Saved entries:
***
use std::collections::HashSet;
use std::io::Read as _;
use std::sync::Arc;
use std::sync::atomic::{AtomicUsize, Ordering};
use std::sync::mpsc;
use std::thread;
use std::time::Duration;

use predicates::prelude::*;

const GUIDE_MD: &str = "# Guide\n\nIntro paragraph.\n\n## Setup\n\nInstall things.\n\n## Usage\n\nRun things.\n";

const THREE_SECTIONS_MD: &str = "# One\n\nFirst section body.\n\n# Two\n\nSecond section body.\n\n# Three\n\nThird section body.\n";

/// Serves canned docs pages: `routes` maps a path to (content-type, body).
fn spawn_docs_server(
    routes: Vec<(&'static str, &'static str, String)>,
) -> (String, mpsc::Sender<()>, thread::JoinHandle<()>) {
    let server = tiny_http::Server::http("127.0.0.1:0").expect("start docs server");
    let addr = server.server_addr();
    let base_url = format!("http://{addr}");

    let (shutdown_tx, shutdown_rx) = mpsc::channel::<()>();

    let handle = thread::spawn(move || {
        loop {
            if shutdown_rx.try_recv().is_ok() {
                break;
            }
            let request = match server.recv_timeout(Duration::from_millis(50)) {
                Ok(Some(req)) => req,
                Ok(None) => continue,
                Err(_) => break,
            };

            let path = request.url().split('?').next().unwrap_or("").to_owned();
            let Some((_, content_type, body)) = routes.iter().find(|(p, _, _)| *p == path) else {
                let _ = request
                    .respond(tiny_http::Response::from_string("not found").with_status_code(404));
                continue;
            };

            let header =
                tiny_http::Header::from_bytes(&b"Content-Type"[..], content_type.as_bytes())
                    .expect("build header");
            let _ = request.respond(tiny_http::Response::from_string(body.clone()).with_header(header));
        }
    });

    (base_url, shutdown_tx, handle)
}

/// Stand-in for the docrag service: answers /health, records every
/// /insert-documents body, and optionally fails the nth insert request.
struct RagStub {
    base_url: String,
    requests: Arc<std::sync::Mutex<Vec<serde_json::Value>>>,
    shutdown: mpsc::Sender<()>,
    handle: Option<thread::JoinHandle<()>>,
}

impl RagStub {
    fn spawn(fail_request: Option<usize>) -> Self {
        let server = tiny_http::Server::http("127.0.0.1:0").expect("start rag stub");
        let addr = server.server_addr();
        let base_url = format!("http://{addr}");

        let requests = Arc::new(std::sync::Mutex::new(Vec::new()));
        let recorded = Arc::clone(&requests);
        let insert_counter = AtomicUsize::new(0);
        let (shutdown_tx, shutdown_rx) = mpsc::channel::<()>();

        let handle = thread::spawn(move || {
            loop {
                if shutdown_rx.try_recv().is_ok() {
                    break;
                }
                let mut request = match server.recv_timeout(Duration::from_millis(50)) {
                    Ok(Some(req)) => req,
                    Ok(None) => continue,
                    Err(_) => break,
                };

                let path = request.url().split('?').next().unwrap_or("").to_owned();
                let (status, body) = match (request.method().clone(), path.as_str()) {
                    (tiny_http::Method::Get, "/health") => (
                        200,
                        r#"{"status":"healthy","service":"docrag"}"#.to_owned(),
                    ),
                    (tiny_http::Method::Post, "/insert-documents") => {
                        let mut raw = String::new();
                        if request.as_reader().read_to_string(&mut raw).is_err() {
                            let _ = request.respond(
                                tiny_http::Response::from_string("read failed")
                                    .with_status_code(400),
                            );
                            continue;
                        }
                        let Ok(parsed) = serde_json::from_str::<serde_json::Value>(&raw) else {
                            let _ = request.respond(
                                tiny_http::Response::from_string("invalid json")
                                    .with_status_code(400),
                            );
                            continue;
                        };
                        recorded.lock().expect("requests lock").push(parsed.clone());

                        let seen = insert_counter.fetch_add(1, Ordering::SeqCst);
                        if fail_request == Some(seen) {
                            (500, r#"{"detail":"vector store unavailable"}"#.to_owned())
                        } else {
                            let count = parsed["documents"]
                                .as_array()
                                .map(Vec::len)
                                .unwrap_or_default();
                            (
                                200,
                                format!(
                                    r#"{{"success":true,"message":"inserted","count":{count}}}"#
                                ),
                            )
                        }
                    }
                    _ => (404, r#"{"detail":"not found"}"#.to_owned()),
                };

                let header = tiny_http::Header::from_bytes(
                    &b"Content-Type"[..],
                    &b"application/json"[..],
                )
                .expect("build header");
                let _ = request.respond(
                    tiny_http::Response::from_string(body)
                        .with_status_code(status)
                        .with_header(header),
                );
            }
        });

        Self {
            base_url,
            requests,
            shutdown: shutdown_tx,
            handle: Some(handle),
        }
    }

    fn insert_requests(&self) -> Vec<serde_json::Value> {
        self.requests.lock().expect("requests lock").clone()
    }

    fn recorded_ids(&self) -> Vec<String> {
        self.insert_requests()
            .iter()
            .flat_map(|req| {
                req["ids"]
                    .as_array()
                    .cloned()
                    .unwrap_or_default()
                    .into_iter()
                    .filter_map(|id| id.as_str().map(str::to_owned))
            })
            .collect()
    }

    fn recorded_sources(&self) -> HashSet<String> {
        self.insert_requests()
            .iter()
            .flat_map(|req| {
                req["metadatas"]
                    .as_array()
                    .cloned()
                    .unwrap_or_default()
                    .into_iter()
                    .filter_map(|m| m["source"].as_str().map(str::to_owned))
            })
            .collect()
    }
}

impl Drop for RagStub {
    fn drop(&mut self) {
        let _ = self.shutdown.send(());
        if let Some(handle) = self.handle.take() {
            let _ = handle.join();
        }
    }
}

fn is_chunk_id(id: &str) -> bool {
    let Some((doc, index)) = id.rsplit_once('-') else {
        return false;
    };
    doc.len() == 32
        && doc.chars().all(|c| c.is_ascii_hexdigit())
        && index.chars().all(|c| c.is_ascii_digit())
}

#[test]
fn reinserting_a_page_produces_the_same_ids() {
    let (docs_url, docs_shutdown, docs_handle) = spawn_docs_server(vec![(
        "/docs/guide",
        "text/markdown; charset=utf-8",
        GUIDE_MD.to_owned(),
    )]);
    let stub = RagStub::spawn(None);
    let page_url = format!("{docs_url}/docs/guide");

    for _ in 0..2 {
        let mut cmd = assert_cmd::cargo::cargo_bin_cmd!("docrag");
        cmd.env("RUST_LOG", "info")
            .args([
                "insert",
                &page_url,
                "--service-url",
                &stub.base_url,
                "--max-depth",
                "1",
            ])
            .assert()
            .success()
            .stderr(predicate::str::contains("insert complete"));
    }

    let requests = stub.insert_requests();
    assert_eq!(requests.len(), 2, "one batch per run");

    let first_ids = requests[0]["ids"].clone();
    let second_ids = requests[1]["ids"].clone();
    assert_eq!(first_ids, second_ids, "re-runs must upsert the same ids");

    let ids = stub.recorded_ids();
    assert!(!ids.is_empty());
    for id in &ids {
        assert!(is_chunk_id(id), "unexpected id shape: {id}");
    }

    let metadata = &requests[0]["metadatas"][0];
    assert_eq!(metadata["source"].as_str(), Some(page_url.as_str()));
    assert!(metadata["headers"].is_string());
    assert!(metadata["chunk_index"].is_number());

    let _ = docs_shutdown.send(());
    let _ = docs_handle.join();
}

#[test]
fn a_failed_batch_does_not_stop_the_remaining_batches() {
    let (docs_url, docs_shutdown, docs_handle) = spawn_docs_server(vec![(
        "/docs/sections",
        "text/markdown; charset=utf-8",
        THREE_SECTIONS_MD.to_owned(),
    )]);
    // Fail the second of the three single-chunk batches.
    let stub = RagStub::spawn(Some(1));
    let page_url = format!("{docs_url}/docs/sections");

    let mut cmd = assert_cmd::cargo::cargo_bin_cmd!("docrag");
    cmd.args([
        "insert",
        &page_url,
        "--service-url",
        &stub.base_url,
        "--max-depth",
        "1",
        "--batch-size",
        "1",
    ])
    .assert()
    .failure()
    .stderr(predicate::str::contains("batches failed"));

    assert_eq!(
        stub.insert_requests().len(),
        3,
        "batches after the failure must still be submitted"
    );

    let _ = docs_shutdown.send(());
    let _ = docs_handle.join();
}

#[test]
fn sitemap_root_inserts_listed_pages_without_recursing() {
    // The sitemap body needs the server's own base URL, so spawn by hand
    // instead of going through spawn_docs_server.
    let server = tiny_http::Server::http("127.0.0.1:0").expect("start docs server");
    let docs_url = format!("http://{}", server.server_addr());

    let sitemap = format!(
        "<?xml version=\"1.0\"?><urlset><url><loc>{docs_url}/docs/a</loc></url><url><loc>{docs_url}/docs/b</loc></url></urlset>"
    );
    let page_a = format!(
        "<html><body><h1>Page A</h1><p>Alpha.</p><a href=\"{docs_url}/docs/extra\">Extra</a></body></html>"
    );
    let page_b = "<html><body><h1>Page B</h1><p>Beta.</p></body></html>".to_owned();
    let extra = "<html><body><h1>Extra</h1><p>Must not be inserted.</p></body></html>".to_owned();

    let (shutdown_tx, shutdown_rx) = mpsc::channel::<()>();
    let handle = thread::spawn(move || {
        loop {
            if shutdown_rx.try_recv().is_ok() {
                break;
            }
            let request = match server.recv_timeout(Duration::from_millis(50)) {
                Ok(Some(req)) => req,
                Ok(None) => continue,
                Err(_) => break,
            };
            let path = request.url().split('?').next().unwrap_or("").to_owned();
            let (content_type, body) = match path.as_str() {
                "/sitemap.xml" => ("application/xml", sitemap.clone()),
                "/docs/a" => ("text/html; charset=utf-8", page_a.clone()),
                "/docs/b" => ("text/html; charset=utf-8", page_b.clone()),
                "/docs/extra" => ("text/html; charset=utf-8", extra.clone()),
                _ => {
                    let _ = request.respond(
                        tiny_http::Response::from_string("not found").with_status_code(404),
                    );
                    continue;
                }
            };
            let header =
                tiny_http::Header::from_bytes(&b"Content-Type"[..], content_type.as_bytes())
                    .expect("build header");
            let _ = request.respond(tiny_http::Response::from_string(body).with_header(header));
        }
    });

    let stub = RagStub::spawn(None);
    let sitemap_url = format!("{docs_url}/sitemap.xml");

    let mut cmd = assert_cmd::cargo::cargo_bin_cmd!("docrag");
    cmd.args(["insert", &sitemap_url, "--service-url", &stub.base_url])
        .assert()
        .success();

    let sources = stub.recorded_sources();
    assert_eq!(
        sources,
        HashSet::from([
            format!("{docs_url}/docs/a"),
            format!("{docs_url}/docs/b"),
        ]),
        "sitemap roots enumerate their pages and do not follow links"
    );

    let _ = shutdown_tx.send(());
    let _ = handle.join();
}

#[test]
fn txt_listing_root_inserts_each_listed_page() {
    let server = tiny_http::Server::http("127.0.0.1:0").expect("start docs server");
    let docs_url = format!("http://{}", server.server_addr());

    let listing = format!("# pages to index\n{docs_url}/docs/a\n\n{docs_url}/docs/b\n");
    let page_a = "# A\n\nAlpha body.\n".to_owned();
    let page_b = "# B\n\nBeta body.\n".to_owned();

    let (shutdown_tx, shutdown_rx) = mpsc::channel::<()>();
    let handle = thread::spawn(move || {
        loop {
            if shutdown_rx.try_recv().is_ok() {
                break;
            }
            let request = match server.recv_timeout(Duration::from_millis(50)) {
                Ok(Some(req)) => req,
                Ok(None) => continue,
                Err(_) => break,
            };
            let path = request.url().split('?').next().unwrap_or("").to_owned();
            let (content_type, body) = match path.as_str() {
                "/llms.txt" => ("text/plain; charset=utf-8", listing.clone()),
                "/docs/a" => ("text/markdown; charset=utf-8", page_a.clone()),
                "/docs/b" => ("text/markdown; charset=utf-8", page_b.clone()),
                _ => {
                    let _ = request.respond(
                        tiny_http::Response::from_string("not found").with_status_code(404),
                    );
                    continue;
                }
            };
            let header =
                tiny_http::Header::from_bytes(&b"Content-Type"[..], content_type.as_bytes())
                    .expect("build header");
            let _ = request.respond(tiny_http::Response::from_string(body).with_header(header));
        }
    });

    let stub = RagStub::spawn(None);
    let listing_url = format!("{docs_url}/llms.txt");

    let mut cmd = assert_cmd::cargo::cargo_bin_cmd!("docrag");
    cmd.args(["insert", &listing_url, "--service-url", &stub.base_url])
        .assert()
        .success();

    let sources = stub.recorded_sources();
    assert_eq!(
        sources,
        HashSet::from([
            format!("{docs_url}/docs/a"),
            format!("{docs_url}/docs/b"),
        ])
    );

    let _ = shutdown_tx.send(());
    let _ = handle.join();
}

#[test]
fn insert_aborts_when_the_service_is_unreachable() {
    let mut cmd = assert_cmd::cargo::cargo_bin_cmd!("docrag");
    cmd.args([
        "insert",
        "http://example.invalid/docs",
        "--service-url",
        "http://127.0.0.1:1",
    ])
    .assert()
    .failure()
    .stderr(predicate::str::contains("health check"));
}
***
- _Directions for this task_
Look through the entries above for the word "parsed". Say how many lines contain it, using only a number.

- _Solution to this problem_
3